Whilst your priority is enjoying life and spending your children’s inheritance, you still want to ensure that whatever assets are left behind are enjoyed by the people that you choose to be your beneficiaries, usually your children and grandchildren.  You now need to take additional care when preparing your Will and other estate planning arrangements, to maximize the likelihood that your intended beneficiaries will enjoy your assets rather than other people.

Other people who might try and take some of your assets include strangers that you have never met before.  They could include people that you do know but do not like, and/or that don’t like you.  They could also include people that your beneficiaries do know and do not like – or that don’t like your beneficiaries!

Some of these comments may seem rather strange, and we won’t discuss here the numerous scenarios that have occurred over the years – for now just accept that significant risks may exist, and that some of these risks can be managed.

What assets are dealt with?

The assets you leave behind can be divided into 2 categories: estate assets and non-estate assets.

Your Will only deals with how your estate assets are to be distributed after your passing.  Your Will does not deal with your non-estate assets, and you have to take other action to ensure that your intended beneficiaries will enjoy these assets after your passing.

Non-estate assets include:

  1. assets owned by a Family Trust that you have an interest in;
  2. assets owned by a Company that you are a Director or Shareholder;
  3. your interest in a Superannuation Fund

Non-estate assets may also include property co-owned with one or more people as joint tenants, however we need to talk in more detail about this scenario.

Standard Will or Comprehensive Will?

You have the choice to either prepare:

(a)  a standard Will which distributes your assets directly to your beneficiaries, or

(b)  a comprehensive Will which might contain one or more Testamentary Trusts.

We prepare both types of Wills.   The comprehensive Will contains a significant number of important and valuable benefits for your beneficiaries.

There are 2 types of benefits for your beneficiaries when a comprehensive Will is prepared:

  1. Taxation benefits
  2. Asset protection benefits

Taxation Benefits

There may be income tax benefits as well as land tax benefits for your beneficiaries.

Income Tax Benefits

For some people, the cost of preparing the Will will be recovered within 2 months of the trust commencing, with the financial benefits continuing for years and perhaps decades.  Consider a scenario where your adult children are employed or self-employed and earn a reasonable income.  If your standard Will gifts assets directly to your children, the income earned on those assets will be added to your children’s yearly taxable income, and taxed at their marginal rate.
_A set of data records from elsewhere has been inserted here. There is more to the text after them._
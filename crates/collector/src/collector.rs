//! BatchCollector - single-owner task that turns enqueued items into batches.

use std::fmt;
use std::time::Duration;

use tokio::sync::{mpsc, oneshot};
use tokio::task::JoinHandle;
use tokio::time::Instant;
use tracing::{debug, info, instrument, warn};

use contracts::{BatchError, FlushReason, TimedBatchConfig};
use dispatcher::{handle_pair, Batch, BlockingHandle, PendingItem};

use crate::pending::PendingCollection;

/// Sending side used by callers to hand items to the collector.
pub struct CollectorHandle<T> {
    input_tx: mpsc::UnboundedSender<PendingItem<T>>,
    thread_timeout: Duration,
}

impl<T> Clone for CollectorHandle<T> {
    fn clone(&self) -> Self {
        Self {
            input_tx: self.input_tx.clone(),
            thread_timeout: self.thread_timeout,
        }
    }
}

impl<T> fmt::Debug for CollectorHandle<T> {
    fn fmt(&self, f: &mut fmt::Formatter<'_>) -> fmt::Result {
        f.debug_struct("CollectorHandle")
            .field("thread_timeout", &self.thread_timeout)
            .field("closed", &self.input_tx.is_closed())
            .finish()
    }
}

impl<T> CollectorHandle<T> {
    /// Enqueue an item and return its handle without waiting.
    ///
    /// The handle's deadline starts now.
    ///
    /// # Errors
    /// `BatchError::Closed` once the collector has shut down.
    pub fn enqueue(&self, item: T) -> Result<BlockingHandle, BatchError> {
        let (handle, releaser) = handle_pair(self.thread_timeout);
        self.input_tx
            .send(PendingItem::new(item, releaser))
            .map_err(|_| BatchError::Closed)?;
        observability::record_item_enqueued();
        Ok(handle)
    }

    /// Whether the collector stopped accepting items
    pub fn is_closed(&self) -> bool {
        self.input_tx.is_closed()
    }
}

/// Totals reported when the collector exits
#[derive(Debug, Clone, Copy, Default, PartialEq, Eq)]
pub struct CollectorSummary {
    pub items_collected: u64,
    pub batches_flushed: u64,
}

/// Accumulates items and flushes them on size, inactivity or shutdown.
///
/// Enqueue events and timer firings are both handled by [`BatchCollector::run`],
/// so the pending collection is never observed half-flushed.
pub struct BatchCollector<T> {
    batch_size: usize,
    batch_timeout: Duration,
    input_rx: mpsc::UnboundedReceiver<PendingItem<T>>,
    output_tx: mpsc::UnboundedSender<Batch<T>>,
    shutdown_rx: oneshot::Receiver<()>,
    pending: PendingCollection<T>,
    next_batch_id: u64,
    summary: CollectorSummary,
}

impl<T: Send + 'static> BatchCollector<T> {
    /// Create a collector emitting batches to `output_tx`.
    ///
    /// The collector stops when `shutdown_rx` fires or its sender is dropped.
    pub fn new(
        config: &TimedBatchConfig,
        output_tx: mpsc::UnboundedSender<Batch<T>>,
        shutdown_rx: oneshot::Receiver<()>,
    ) -> (Self, CollectorHandle<T>) {
        let (input_tx, input_rx) = mpsc::unbounded_channel();
        let collector = Self {
            batch_size: config.batch_size,
            batch_timeout: config.batch_timeout(),
            input_rx,
            output_tx,
            shutdown_rx,
            pending: PendingCollection::new(config.batch_size),
            next_batch_id: 0,
            summary: CollectorSummary::default(),
        };
        let handle = CollectorHandle {
            input_tx,
            thread_timeout: config.thread_timeout(),
        };
        (collector, handle)
    }

    /// Run the collector loop until shutdown.
    #[instrument(
        name = "collector_run",
        skip(self),
        fields(batch_size = self.batch_size, batch_timeout_ms = self.batch_timeout.as_millis() as u64)
    )]
    pub async fn run(mut self) -> CollectorSummary {
        info!("Collector started");

        loop {
            let deadline = self.pending.deadline();

            tokio::select! {
                biased;

                _ = &mut self.shutdown_rx => {
                    debug!(pending = self.pending.len(), "Shutdown requested");
                    break;
                }

                entry = self.input_rx.recv() => match entry {
                    Some(entry) => self.accept(entry),
                    None => {
                        debug!("All enqueuers dropped");
                        break;
                    }
                },

                _ = tokio::time::sleep_until(deadline.unwrap_or_else(Instant::now)), if deadline.is_some() => {
                    self.flush(FlushReason::Inactivity);
                }
            }
        }

        // Reject new items, then take whatever was already queued.
        self.input_rx.close();
        while let Some(entry) = self.input_rx.recv().await {
            self.accept(entry);
        }
        self.flush(FlushReason::Shutdown);

        info!(
            items = self.summary.items_collected,
            batches = self.summary.batches_flushed,
            "Collector stopped"
        );
        self.summary
    }

    /// Spawn the collector as a background task
    pub fn spawn(self) -> JoinHandle<CollectorSummary> {
        tokio::spawn(self.run())
    }

    /// Append an item and re-arm the inactivity deadline from its enqueue time.
    fn accept(&mut self, entry: PendingItem<T>) {
        self.summary.items_collected += 1;
        let deadline = entry.enqueued_at() + self.batch_timeout;
        if self.pending.push(entry, deadline) {
            self.flush(FlushReason::Size);
        }
        observability::record_pending_depth(self.pending.len());
    }

    fn flush(&mut self, reason: FlushReason) {
        if self.pending.is_empty() {
            return;
        }

        let entries = self.pending.take();
        self.next_batch_id += 1;
        let batch = Batch::new(self.next_batch_id, reason, entries);
        let meta = batch.meta();

        self.summary.batches_flushed += 1;
        observability::record_batch_flushed(&meta);
        observability::record_pending_depth(0);
        debug!(
            batch_id = meta.batch_id,
            size = meta.size,
            reason = %meta.reason,
            "Batch flushed"
        );

        if self.output_tx.send(batch).is_err() {
            // Releasers are dropped with the batch; its handles will time out.
            warn!(batch_id = meta.batch_id, "Dispatcher channel closed, batch dropped");
        }
    }
}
By way of example, a $400,000 property could earn an annual income of $20,000, and income tax might take between $8,000 and $9,500 each year.  If you have grandchildren under 18 years, a comprehensive Will could direct the income to those grandchildren, and no tax will be paid. A potential saving of between $8,000 and $9,500 in tax for each and every year that there are infant grandchildren.

Land Tax Benefits

We have written about Land Tax in other articles.  The same significant benefits can be enjoyed by your beneficiaries by using a comprehensive Will to enable properties to be owned by separate trusts – rather than in the personal names of your beneficiaries.

Asset Protection Benefits

It is common for parents to be unaware of the circumstances in which some or all of their child’s inheritance could be taken from them.  Where a parent prepares a standard Will, once the parent passes away and their estate assets are transferred to their child, those assets becomes the child’s assets.  Where someone has a legal claim against the child, all their assets (including what were the parents estate assets) may be at risk.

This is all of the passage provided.